> [About this task]
Go through the material under this sentence. Return every line holding "withdrawable".

> [Excerpted records]
[Start of Attachment]

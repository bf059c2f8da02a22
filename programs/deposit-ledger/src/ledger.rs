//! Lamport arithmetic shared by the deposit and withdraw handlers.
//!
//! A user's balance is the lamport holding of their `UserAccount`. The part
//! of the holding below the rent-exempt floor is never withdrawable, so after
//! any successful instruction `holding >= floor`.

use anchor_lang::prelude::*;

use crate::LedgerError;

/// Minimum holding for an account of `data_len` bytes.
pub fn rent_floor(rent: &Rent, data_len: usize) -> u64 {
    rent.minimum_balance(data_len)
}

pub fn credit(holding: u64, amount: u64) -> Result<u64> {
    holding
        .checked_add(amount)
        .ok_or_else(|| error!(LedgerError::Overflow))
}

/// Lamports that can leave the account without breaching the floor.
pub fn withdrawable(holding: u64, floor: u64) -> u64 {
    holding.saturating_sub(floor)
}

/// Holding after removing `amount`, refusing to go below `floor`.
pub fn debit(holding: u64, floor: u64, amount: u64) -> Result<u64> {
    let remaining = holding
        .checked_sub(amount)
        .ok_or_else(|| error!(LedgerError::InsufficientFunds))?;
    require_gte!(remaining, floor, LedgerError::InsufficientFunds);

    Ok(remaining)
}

[End of Attachment]

> [Response]
//! of the holding below the rent-exempt floor is never withdrawable, so after
pub fn withdrawable(holding: u64, floor: u64) -> u64 {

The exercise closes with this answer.